• **PROBLEM TO SOLVE**
Go through the entries below and print, exactly, the lines starting at the one with "pub fn new()" and ending at the one with "settings are invalid.", keeping both ends and no others.

--- START ---

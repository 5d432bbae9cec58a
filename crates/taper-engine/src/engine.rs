//! Engine facade plus the value binding handed to a slider.

use rand::Rng;
use rand::rngs::StdRng;
use serde::{Deserialize, Serialize};

use crate::error::TaperError;
use crate::pair::FunctionPair;
use crate::profile::TaperProfile;
use crate::validation::{ValidationConfig, Validator};

/// Text shown in place of a slider whose taper could not be built.
pub const INVALID_CONFIGURATION_MESSAGE: &str = "Slider taper function unable to validate.";

/// Resolves taper profiles with one owned validator.
///
/// # Example
///
/// ```
/// use taper_engine::{TaperEngine, TaperProfile, TaperStyle};
///
/// let mut engine = TaperEngine::seeded(3);
/// let pair = engine.resolve(&TaperProfile::new(TaperStyle::Expm1))?;
/// assert!(pair.forward(0.0).abs() < 1e-12);
/// # Ok::<(), taper_engine::TaperError>(())
/// ```
#[derive(Debug, Clone)]
pub struct TaperEngine<R = StdRng> {
    validator: Validator<R>,
}

impl TaperEngine<StdRng> {
    /// Engine with an OS-seeded validator.
    pub fn new() -> Self {
        Self::with_validator(Validator::new())
    }

    /// Engine with a fixed validation seed.
    pub fn seeded(seed: u64) -> Self {
        Self::with_validator(Validator::seeded(seed))
    }

    /// Engine built from validation settings.
    ///
    /// # Errors
    ///
    /// Returns [`TaperError::InvalidParameter`] if the settings are invalid.
    pub fn from_config(config: ValidationConfig) -> Result<Self, TaperError> {
        Ok(Self::with_validator(Validator::from_config(config)?))
    }
}

impl Default for TaperEngine<StdRng> {
    fn default() -> Self {
        Self::new()
    }
}

impl<R: Rng> TaperEngine<R> {
    /// Engine around an existing validator.
    pub fn with_validator(validator: Validator<R>) -> Self {
        Self { validator }
    }

    /// The validator used for every resolution.
    pub fn validator(&self) -> &Validator<R> {
        &self.validator
    }

    /// Resolve a profile into a validated pair.
    ///
    /// # Errors
    ///
    /// See [`TaperProfile::resolve_with`].
    pub fn resolve(&mut self, profile: &TaperProfile) -> Result<FunctionPair, TaperError> {
        profile.resolve_with(&mut self.validator)
    }

    /// Resolve a profile and bind it to `initial`.
    ///
    /// Failures degrade to [`SliderModel::Invalid`] and are logged at warn
    /// level rather than returned.
    pub fn bind(&mut self, profile: &TaperProfile, initial: f64) -> SliderModel {
        match self.resolve(profile) {
            Ok(pair) => SliderModel::Ready(TaperBinding::new(pair, initial)),
            Err(err) => {
                tracing::warn!(
                    style = profile.style.label(),
                    error = %err,
                    "taper profile failed to resolve"
                );
                SliderModel::Invalid {
                    reason: err.to_string(),
                }
            }
        }
    }
}

/// Slider travel limits, `forward` of the in/out range endpoints.
///
/// `min` is taken from the low endpoint, so it is larger than `max` for a
/// decreasing curve.
#[derive(Debug, Clone, Copy, PartialEq, Serialize, Deserialize)]
pub struct SliderBounds {
    /// Position at the low end of the in/out range.
    pub min: f64,
    /// Position at the high end of the in/out range.
    pub max: f64,
}

/// A stored value seen through a taper.
///
/// The stored value lives in the in/out range; the slider works in curve
/// space. Reading applies `forward`, writing applies `inverse`.
#[derive(Debug, Clone)]
pub struct TaperBinding {
    pair: FunctionPair,
    stored: f64,
}

impl TaperBinding {
    /// Bind `pair` to an initial stored value.
    pub fn new(pair: FunctionPair, stored: f64) -> Self {
        Self { pair, stored }
    }

    /// Slider position for the stored value.
    pub fn get(&self) -> f64 {
        self.pair.forward(self.stored)
    }

    /// Move the slider to `position`, storing `inverse(position)`.
    pub fn set(&mut self, position: f64) {
        self.stored = self.pair.inverse(position);
    }

    /// The raw stored value.
    pub fn value(&self) -> f64 {
        self.stored
    }

    /// Slider travel limits.
    pub fn slider_bounds(&self) -> SliderBounds {
        let (min, max) = self.pair.output_bounds();
        SliderBounds { min, max }
    }

    /// The pair behind the binding.
    pub fn pair(&self) -> &FunctionPair {
        &self.pair
    }
}

/// What a slider front end should display.
#[derive(Debug, Clone)]
pub enum SliderModel {
    /// A usable binding.
    Ready(TaperBinding),
    /// The taper failed to resolve.
    Invalid {
        /// Why resolution failed.
        reason: String,
    },
}

impl SliderModel {
    /// The binding, when ready.
    pub fn binding(&self) -> Option<&TaperBinding> {
        match self {
            SliderModel::Ready(binding) => Some(binding),
            SliderModel::Invalid { .. } => None,
        }
    }

    /// Mutable access to the binding, when ready.
    pub fn binding_mut(&mut self) -> Option<&mut TaperBinding> {
        match self {
            SliderModel::Ready(binding) => Some(binding),
            SliderModel::Invalid { .. } => None,
        }
    }

    /// Whether the slider can be shown.
    pub fn is_ready(&self) -> bool {
        matches!(self, SliderModel::Ready(_))
    }

    /// Text to render instead of the slider, if any.
    pub fn message(&self) -> Option<&'static str> {
        match self {
            SliderModel::Ready(_) => None,
            SliderModel::Invalid { .. } => Some(INVALID_CONFIGURATION_MESSAGE),
        }
    }
}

--- END ---

• **RESPONSE BOX**
    pub fn new() -> Self {
        Self::with_validator(Validator::new())
    }

    /// Engine with a fixed validation seed.
    pub fn seeded(seed: u64) -> Self {
        Self::with_validator(Validator::seeded(seed))
    }

    /// Engine built from validation settings.
    ///
    /// # Errors
    ///
    /// Returns [`TaperError::InvalidParameter`] if the settings are invalid.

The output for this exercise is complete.